Vivíamos en una preciosa casa situada casi en el centro geométrico de la Corredera, cuyo primer piso se dedicó a los locales del casino de Tui y en cuya parte trasera teníamos un pequeño jardín en el que mi padre quiso criar gallinas, cerdos y pollos, y, por si fuera poco, cultivar parra, tomates y otras hortalizas, en fin, un desastre económico y casi ecológico. Allí, en mis primeros andares de uso de razón, conocí a Avelino, un criado que mi padre trajo del valle de Covelo, de donde es originaria toda la familia de mi madre. Eso de tener servicio y criados no debe llamar a engaño a nadie. En aquellos años de la posguerra en Galicia campaba por sus respetos la pobreza. Y el hambre. Los salarios que se pagaban a los criados eran una miseria, pero les proporcionaban un sustento que de otra manera se veían imposibilitados de obtener. Por eso, a pesar de no ser ricos en el sentido monetario de la palabra, podíamos tener servicio y hasta un criado. Avelino, moreno, bajo, delgado, casi enjuto, que hablaba un gallego rabiosamente cerrado, me enseñó a cazar gatos en la parra de mi padre.

Mi perro se llamaba
Ámbar
. Era un precioso dogo alemán traído desde Madeira de color crema claro y morro negro zahíno contra el que brillaban amenazadores unos colmillos potentes capaces de aterrorizar a cualquiera. Mi padre, caprichoso como buen hijo único, se lo trajo de Portugal, en concreto de la isla de Madeira, y para que no sufriera el animal le alquiló un compartimento de dormir en el tren que unía la capital lusitana con la ciudad de Vigo. Así era mi padre.
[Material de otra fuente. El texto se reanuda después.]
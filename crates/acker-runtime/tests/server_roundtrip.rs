//! Runtime against a scripted Signal K server.

#![allow(clippy::unwrap_used, clippy::expect_used)]

use std::time::Duration;

use acker_runtime::{
    parse_plugin_config, AckerRuntime, ClientError, ClientExit, ReconnectConfig, RuntimeConfig, RuntimeError, ServerConfig,
};
use futures_util::{SinkExt, StreamExt};
use serde_json::{json, Value};
use tokio::net::{TcpListener, TcpStream};
use tokio::time::timeout;
use tokio_tungstenite::tungstenite::Message;
use tokio_tungstenite::{accept_async, WebSocketStream};

const SELF_URN: &str = "vessels.urn:mrn:imo:mmsi:230099999";

async fn next_json(ws: &mut WebSocketStream<TcpStream>) -> Value {
    loop {
        let frame = timeout(Duration::from_secs(10), ws.next())
            .await
            .expect("timeout waiting for client frame")
            .expect("client closed")
            .expect("read failed");
        if let Message::Text(text) = frame {
            return serde_json::from_str(text.as_str()).unwrap();
        }
    }
}

async fn send_json(ws: &mut WebSocketStream<TcpStream>, value: Value) {
    ws.send(Message::Text(value.to_string().into())).await.unwrap();
}

fn runtime_config(url: String) -> RuntimeConfig {
    RuntimeConfig {
        server: ServerConfig {
            url,
            ..ServerConfig::default()
        },
        ..RuntimeConfig::default()
    }
}

#[tokio::test]
async fn test_acknowledges_over_websocket() {
    let listener = TcpListener::bind("127.0.0.1:0").await.unwrap();
    let url = format!("ws://{}/signalk/v1/stream?subscribe=none", listener.local_addr().unwrap());

    let rules = parse_plugin_config(
        r#"{"enabled": true, "configuration": {"notifications": [{"path": "mob", "state": "alarm", "delay": 0}]}}"#,
    )
    .unwrap();
    let runtime = AckerRuntime::new(&runtime_config(url));
    let report = runtime.start(&rules).await.unwrap();
    assert_eq!(report.subscribed, vec!["notifications.mob".to_string()]);

    let (socket, _) = timeout(Duration::from_secs(10), listener.accept()).await.unwrap().unwrap();
    let mut ws = accept_async(socket).await.unwrap();

    send_json(
        &mut ws,
        json!({"name": "test-server", "version": "2.8.0", "self": SELF_URN, "roles": ["master", "main"]}),
    )
    .await;

    let subscribe = next_json(&mut ws).await;
    assert_eq!(
        subscribe,
        json!({"context": "vessels.self", "subscribe": [{"path": "notifications.mob", "policy": "instant"}]})
    );

    send_json(
        &mut ws,
        json!({"context": SELF_URN, "updates": [{"values": [{"path": "notifications.mob", "value": {
            "state": "alarm",
            "method": ["visual", "sound"],
            "message": "Man overboard!"
        }}]}]}),
    )
    .await;

    let ack = next_json(&mut ws).await;
    assert_eq!(
        ack,
        json!({"context": "vessels.self", "updates": [{"values": [{"path": "mob", "value": {
            "state": "alarm",
            "method": [],
            "message": "Man overboard!"
        }}]}]})
    );

    let stop = runtime.shutdown().await;
    assert_eq!(stop.unsubscribed, 1);

    // The unsubscribe goes out before the connection closes
    let unsubscribe = next_json(&mut ws).await;
    assert_eq!(
        unsubscribe,
        json!({"context": "vessels.self", "unsubscribe": [{"path": "notifications.mob"}]})
    );
}

#[tokio::test]
async fn test_resubscribes_after_reconnect() {
    let listener = TcpListener::bind("127.0.0.1:0").await.unwrap();
    let url = format!("ws://{}/signalk/v1/stream?subscribe=none", listener.local_addr().unwrap());

    let mut config = runtime_config(url);
    config.server.reconnect.base_delay_secs = 0;
    let rules = parse_plugin_config(r#"{"notifications": [{"path": "fire", "state": "any"}]}"#).unwrap();
    let runtime = AckerRuntime::new(&config);
    runtime.start(&rules).await.unwrap();

    let (socket, _) = timeout(Duration::from_secs(10), listener.accept()).await.unwrap().unwrap();
    let mut first = accept_async(socket).await.unwrap();
    let subscribe = next_json(&mut first).await;
    assert_eq!(subscribe["subscribe"][0]["path"], "notifications.fire");
    drop(first);

    let (socket, _) = timeout(Duration::from_secs(10), listener.accept()).await.unwrap().unwrap();
    let mut second = accept_async(socket).await.unwrap();
    let subscribe = next_json(&mut second).await;
    assert_eq!(subscribe["subscribe"][0]["path"], "notifications.fire");

    runtime.shutdown().await;
}

#[tokio::test]
async fn test_unreachable_server_stops_the_client() {
    let listener = TcpListener::bind("127.0.0.1:0").await.unwrap();
    let url = format!("ws://{}/signalk/v1/stream?subscribe=none", listener.local_addr().unwrap());
    drop(listener);

    let mut config = runtime_config(url);
    config.server.reconnect = ReconnectConfig {
        max_attempts: 2,
        base_delay_secs: 0,
        ..ReconnectConfig::default()
    };
    let rules = parse_plugin_config(r#"{"notifications": [{"path": "mob"}]}"#).unwrap();
    let runtime = AckerRuntime::new(&config);
    runtime.start(&rules).await.unwrap();

    let exit = timeout(Duration::from_secs(10), runtime.client_stopped())
        .await
        .expect("client should give up");
    assert_eq!(exit, ClientExit::GaveUp { attempts: 2 });
    assert_eq!(runtime.client_exit(), Some(ClientExit::GaveUp { attempts: 2 }));

    // A reload cannot bring the rules back without a connection
    let reload = runtime.reload(&rules).await;
    assert!(matches!(reload, Err(RuntimeError::Client(ClientError::Closed))));

    runtime.shutdown().await;
}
Capaz de regalar a un pobre la primera gabardina nueva que tuvo en su vida porque el hombre parecía aterido de frío, e igualmente dispuesto a traerse un perro de nuestros vecinos lisboetas nada menos que en un coche cama.

Avelino enseñó al nuevo inquilino de nuestro huerto a contemplar los gatos que se movían sigilosos por la parte alta de la parra. El perro permanecía inmóvil, con el cuerpo tenso y la mirada fija en el animal, que, envuelto en las hojas verdes y las uvas negras de la parra, vivía sin percatarse de que alguien le contemplaba como presa. Creo que es en lo único que pueden parecerse esos gatos a los humanos: en que no se percatan de que pueden ser contemplados como presa a ser cazada.

De repente, sin aviso previo,
Ámbar
saltaba impulsado por la fuerza de sus patas traseras y de un bocado certero alcanzaba el cuerpo del felino, que, cuando el perro volvía a tocar tierra, ya era cadáver. Avelino sacaba de su bolsillo trasero un cuchillo de monte, lo afilaba contra una piedra blancuzca que guardaba en un rincón del gallinero y en apenas segundos, con una habilidad que me fascinaba, le quitaba limpiamente la piel a la pieza cobrada y le cortaba la cabeza por el cuello ante la atenta mirada de
Ámbar
, que se agitaba nervioso sabiendo que, una vez más, Avelino le entregaría su trofeo para que lo devorara en pocos minutos.

Nunca sentí la menor pena por un gato. Mi abuela Luisa, la madre de mi padre, me contó que los gatos llevan maldad dentro, y que ella sabía que a un recién nacido, el gato de sus padres, presa de un ataque de celos, le arrancó los ojos con sus uñas y le llenó el cuerpo de cortes y mordiscos. Desde entonces comencé a cultivar una especie de odio irracional contra los gatos que sin saber muy bien por qué extendí a toda la familia de los felinos, lo que comprobé muchos años después en una espera del leopardo en mitad de África, en territorio de Tanzania.